Table 7 Link weights of the network

Figure 6 Reflecting selected links making node 4 a high index node.

Iteration 1: Arranging 15 link-weights in non-decreasing order as was done earlier in illustration 1, we have: 6(3,4), 8(5,6), 9(1,3), 9(1,4), 9(4,5), 10(2,4), 10(2,5), 10(4,6), 11(1,2), 11(3,6), 13(3,5), 14(2,3), 15(1,5), 15(2,6), 16(1,6).

The above weights will result in the selection of 6(3,4), 8(5,6), 9(1,3); rejection of 9(1,4), selection of 9(4,5) and 10(2,4); resulting in the index value 3 for the node 4. See Figure 6, link weights emanating from node 4 will need updating.

Iteration 2: Changing link-weights of links emanating from the node 4, we have:

{(6+1)(3,4)}, 8(5,6), 9(1,3), {(9+1)(1,4)}, {(9+1)}(4,5), {(10+1)(2,4)}, 10(2,5), {(10+1)(4,6)}, 11(1,2), 11(3,6), 13(3,5), 14(2,3), 15(1,5), 15(2,6), 16(1,6).

Rearranging in a non-decreasing order, we have:

7(3,4), 8(5,6), 9(1,3), 10(1,4), 10(2,5), 10(4,5), 11(1,2), 11(2,4), 11(3,6), 11(4,6), 13(3,5), 14(2,3), 15(1,5), 15(2,6), 16(1,6).

It will result in the selection of 7(3,4), 8(5,6), 9(1,3).
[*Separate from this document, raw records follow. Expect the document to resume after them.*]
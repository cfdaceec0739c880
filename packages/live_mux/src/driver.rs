//! Connection Driver
//!
//! An explicit state machine owning the single live socket:
//!
//! ```text
//! Absent ──ensure_connected──▶ Connecting ──Opened──▶ Open
//!   ▲                              │                    │
//!   └────────────Closed────────────┴────────────────────┘
//!                 (teardown passes through Closing)
//! ```
//!
//! The driver never blocks and never touches an async runtime directly. It
//! talks to the outside world through [`Transport`] (the socket) and
//! [`Clock`] (one-shot timers), and is advanced by feeding it [`Event`]s.
//! Every event carries the id of the socket or timer that produced it;
//! events from a socket or timer the driver no longer tracks are ignored,
//! so nothing that was torn down or cancelled can revive a connection.

use std::sync::Arc;
use std::time::Duration;

use tracing::{debug, info, warn};

use crate::backoff::Backoff;
use crate::config::LiveConfig;
use crate::dispatch::{self, Delivery};
use crate::error::TransportError;
use crate::history::{History, HistoryEntry};
use crate::lifecycle::RefCount;
use crate::metrics::LiveMetrics;
use crate::protocol::ControlFrame;
use crate::registry::{Handler, HandlerId, TopicRegistry};

/// Identifier for one socket attempt.
#[derive(Clone, Copy, Debug, Hash, Eq, PartialEq)]
pub struct SocketId(pub u64);

impl std::fmt::Display for SocketId {
    fn fmt(&self, f: &mut std::fmt::Formatter<'_>) -> std::fmt::Result {
        write!(f, "socket-{}", self.0)
    }
}

/// Identifier for one scheduled reconnect timer.
#[derive(Clone, Copy, Debug, Hash, Eq, PartialEq)]
pub struct TimerId(pub u64);

impl std::fmt::Display for TimerId {
    fn fmt(&self, f: &mut std::fmt::Formatter<'_>) -> std::fmt::Result {
        write!(f, "timer-{}", self.0)
    }
}

/// Connection state as seen by consumers.
#[derive(Clone, Copy, Debug, PartialEq, Eq)]
pub enum ConnectionState {
    Absent,
    Connecting,
    Open,
    Closing,
}

/// Socket facility. Implementations report progress back through
/// [`Event`]s tagged with the `SocketId` they were given.
pub trait Transport: Send {
    /// Start opening a socket. An `Err` means the socket could not even be
    /// constructed; no events will follow for `id`.
    fn open(&mut self, id: SocketId, url: &str) -> Result<(), TransportError>;

    /// Write one text frame.
    fn send(&mut self, id: SocketId, text: String) -> Result<(), TransportError>;

    /// Force the socket closed. A `Closed` event follows unless the socket
    /// was already gone.
    fn close(&mut self, id: SocketId);
}

/// One-shot timer facility. A started timer reports `Event::TimerFired`.
pub trait Clock: Send {
    fn start(&mut self, id: TimerId, delay: Duration);
    fn cancel(&mut self, id: TimerId);
}

/// Discrete inputs that advance the driver.
#[derive(Debug, Clone, PartialEq, Eq)]
pub enum Event {
    Opened(SocketId),
    Message(SocketId, String),
    Errored(SocketId),
    Closed(SocketId),
    TimerFired(TimerId),
}

#[derive(Debug, Clone, Copy)]
struct Socket {
    id: SocketId,
    state: ConnectionState,
}

#[derive(Debug, Default)]
struct ReconnectState {
    attempt: u32,
    pending: Option<TimerId>,
    last_delay: Option<Duration>,
}

pub struct Driver {
    url: String,
    transport: Box<dyn Transport>,
    clock: Box<dyn Clock>,
    backoff: Backoff,
    socket: Option<Socket>,
    registry: TopicRegistry,
    history: History,
    reconnect: ReconnectState,
    consumers: RefCount,
    metrics: Arc<LiveMetrics>,
    next_socket: u64,
    next_timer: u64,
    next_handler: u64,
}

impl Driver {
    pub fn new(
        config: &LiveConfig,
        url: impl Into<String>,
        transport: Box<dyn Transport>,
        clock: Box<dyn Clock>,
    ) -> Self {
        Self {
            url: url.into(),
            transport,
            clock,
            backoff: Backoff::from_config(&config.reconnect),
            socket: None,
            registry: TopicRegistry::new(),
            history: History::new(config.history_limit),
            reconnect: ReconnectState::default(),
            consumers: RefCount::new(),
            metrics: Arc::new(LiveMetrics::new()),
            next_socket: 1,
            next_timer: 1,
            next_handler: 1,
        }
    }

    // === Connection ===

    /// Open a socket unless one is already open or connecting.
    pub fn ensure_connected(&mut self) {
        if matches!(
            self.state(),
            ConnectionState::Connecting | ConnectionState::Open
        ) {
            return;
        }

        let id = SocketId(self.next_socket);
        self.next_socket += 1;

        match self.transport.open(id, &self.url) {
            Ok(()) => {
                debug!(socket = %id, url = %self.url, "opening live socket");
                self.socket = Some(Socket {
                    id,
                    state: ConnectionState::Connecting,
                });
            }
            Err(e) => {
                // Same as an immediate close
                warn!(url = %self.url, error = %e, "failed to construct live socket");
                self.socket = None;
                if self.consumers.is_active() {
                    self.schedule_reconnect();
                }
            }
        }
    }

    /// Start the reconnect timer unless one is already pending.
    pub fn schedule_reconnect(&mut self) {
        if self.reconnect.pending.is_some() {
            return;
        }

        let delay = self.backoff.delay(self.reconnect.attempt);
        self.reconnect.attempt = self.reconnect.attempt.saturating_add(1);
        self.reconnect.last_delay = Some(delay);

        let id = TimerId(self.next_timer);
        self.next_timer += 1;
        self.clock.start(id, delay);
        self.reconnect.pending = Some(id);
        self.metrics.reconnect_scheduled();

        info!(
            attempt = self.reconnect.attempt,
            delay_ms = delay.as_millis() as u64,
            "live socket reconnect scheduled"
        );
    }

    /// Cancel any pending reconnect, reset backoff and close the socket.
    pub fn teardown(&mut self) {
        if let Some(timer) = self.reconnect.pending.take() {
            self.clock.cancel(timer);
        }
        self.reconnect.attempt = 0;
        self.reconnect.last_delay = None;

        if let Some(socket) = self.socket.as_mut() {
            if matches!(
                socket.state,
                ConnectionState::Connecting | ConnectionState::Open
            ) {
                socket.state = ConnectionState::Closing;
                self.transport.close(socket.id);
                info!(socket = %socket.id, "live socket torn down");
            }
        }
    }

    // === Lifecycle ===

    /// Register a consumer; the first one brings the connection up.
    pub fn acquire(&mut self) {
        if self.consumers.acquire() {
            self.ensure_connected();
        }
    }

    /// Unregister a consumer; the last one tears the connection down.
    pub fn release(&mut self) {
        if self.consumers.get() == 0 {
            debug!("release with no active consumers ignored");
            return;
        }
        if self.consumers.release() {
            self.teardown();
        }
    }

    // === Topics ===

    pub fn add_handler(&mut self, topic: &str, handler: Handler) -> HandlerId {
        let id = HandlerId(self.next_handler);
        self.next_handler += 1;

        if self.registry.insert(topic, id, handler) && self.is_connected() {
            self.send_control(ControlFrame::subscribe(topic));
        }
        id
    }

    pub fn remove_handler(&mut self, topic: &str, id: HandlerId) {
        if self.registry.remove(topic, id) && self.is_connected() {
            self.send_control(ControlFrame::unsubscribe(topic));
        }
    }

    // === Events ===

    /// Advance the state machine. A returned [`Delivery`] must be run by the
    /// caller once it no longer holds any lock around the driver.
    pub fn handle(&mut self, event: Event) -> Option<Delivery> {
        match event {
            Event::Opened(id) => {
                self.on_open(id);
                None
            }
            Event::Message(id, text) => self.on_message(id, &text),
            Event::Errored(id) => {
                if self.is_current(id) {
                    // The close that follows drives recovery
                    debug!(socket = %id, "live socket error, forcing close");
                    self.transport.close(id);
                }
                None
            }
            Event::Closed(id) => {
                self.on_close(id);
                None
            }
            Event::TimerFired(id) => {
                self.on_timer(id);
                None
            }
        }
    }

    fn on_open(&mut self, id: SocketId) {
        let Some(socket) = self.socket.as_mut().filter(|s| s.id == id) else {
            debug!(socket = %id, "open event for stale socket ignored");
            return;
        };
        if socket.state != ConnectionState::Connecting {
            return;
        }

        socket.state = ConnectionState::Open;
        self.reconnect.attempt = 0;
        self.reconnect.last_delay = None;
        self.metrics.connection_opened();
        info!(socket = %id, "live socket open");

        // The server forgets subscriptions across reconnects
        let topics: Vec<String> = self.registry.topics().map(str::to_string).collect();
        for topic in topics {
            self.send_control(ControlFrame::subscribe(topic));
        }
    }

    fn on_message(&mut self, id: SocketId, text: &str) -> Option<Delivery> {
        if !self
            .socket
            .is_some_and(|s| s.id == id && s.state == ConnectionState::Open)
        {
            debug!(socket = %id, "frame from inactive socket ignored");
            return None;
        }
        dispatch::prepare(text, &self.registry, &mut self.history, &self.metrics)
    }

    fn on_close(&mut self, id: SocketId) {
        if !self.is_current(id) {
            debug!(socket = %id, "close event for stale socket ignored");
            return;
        }

        self.socket = None;
        self.metrics.connection_closed();
        info!(socket = %id, consumers = self.consumers.get(), "live socket closed");

        if self.consumers.is_active() {
            self.schedule_reconnect();
        }
    }

    fn on_timer(&mut self, id: TimerId) {
        if self.reconnect.pending != Some(id) {
            debug!(timer = %id, "stale reconnect timer ignored");
            return;
        }
        self.reconnect.pending = None;
        if self.consumers.is_active() {
            self.ensure_connected();
        }
    }

    fn send_control(&mut self, frame: ControlFrame) {
        let Some(socket) = self.socket.filter(|s| s.state == ConnectionState::Open) else {
            return;
        };
        let text = match frame.encode() {
            Ok(text) => text,
            Err(e) => {
                warn!(topic = %frame.topic, error = %e, "failed to encode control frame");
                return;
            }
        };
        match self.transport.send(socket.id, text) {
            Ok(()) => {
                self.metrics.control_frame_sent();
                debug!(socket = %socket.id, action = ?frame.action, topic = %frame.topic, "control frame sent");
            }
            Err(e) => warn!(socket = %socket.id, error = %e, "failed to send control frame"),
        }
    }

    fn is_current(&self, id: SocketId) -> bool {
        self.socket.is_some_and(|s| s.id == id)
    }

    // === Accessors ===

    pub fn state(&self) -> ConnectionState {
        self.socket.map_or(ConnectionState::Absent, |s| s.state)
    }

    pub fn is_connected(&self) -> bool {
        self.state() == ConnectionState::Open
    }

    pub fn url(&self) -> &str {
        &self.url
    }

    pub fn consumer_count(&self) -> usize {
        self.consumers.get()
    }

    pub fn reconnect_attempt(&self) -> u32 {
        self.reconnect.attempt
    }

    pub fn reconnect_pending(&self) -> bool {
        self.reconnect.pending.is_some()
    }

    /// Delay of the most recently scheduled reconnect since the last open.
    pub fn last_reconnect_delay(&self) -> Option<Duration> {
        self.reconnect.last_delay
    }

    pub fn registry(&self) -> &TopicRegistry {
        &self.registry
    }

    pub fn history(&self) -> Vec<HistoryEntry> {
        self.history.entries()
    }

    pub fn metrics(&self) -> Arc<LiveMetrics> {
        self.metrics.clone()
    }
}

impl std::fmt::Debug for Driver {
    fn fmt(&self, f: &mut std::fmt::Formatter<'_>) -> std::fmt::Result {
        f.debug_struct("Driver")
            .field("url", &self.url)
            .field("state", &self.state())
            .field("consumers", &self.consumers.get())
            .field("registry", &self.registry)
            .field("reconnect", &self.reconnect)
            .finish_non_exhaustive()
    }
}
The link 10(1,4) will be rejected and the link 10(2,5) and 10(4,5) will be selected. However, it will make node 5 a high index node, hence link-weights emanating from the node 5 need updating. See Figure 7.

Figure 7 Network with high index node 5.

Iteration 3: The updated link weights will be:

7(3,4), {(8+1)(5,6)}, 9(1,3), 10(1,4), {(10+1)(2,5)}, {(10+1)(4,5)}, 11(1,2), 11(2,4), 11(3,6), 11(4,6), {(13+1)(3,5)}, 14(2,3), {(15+1)(1,5)}, 15(2,6), 16(1,6).

Rearranging these weights in a non-decreasing order, we have:

7(3,4), 9(5,6), 9(1,3), 10(1,4), 11(1,2), 11(2,4), 11(2,5), 11(3,6), 11(4,5)}, 11(4,6), 14(2,3), 14(3,5)}, 15(2,6), 16(1,5)}, 16(1,6).

This will lead to the selection of 7(3,4), 9(5,6), 9(1,3), rejection of 10(1,4), selection of 11(1,2), rejection of 11(2,4) and selection of 11(2,5); rejection of 11(3,6) and selection of 11(4,6). Once again, it is the same result that was obtained in [16].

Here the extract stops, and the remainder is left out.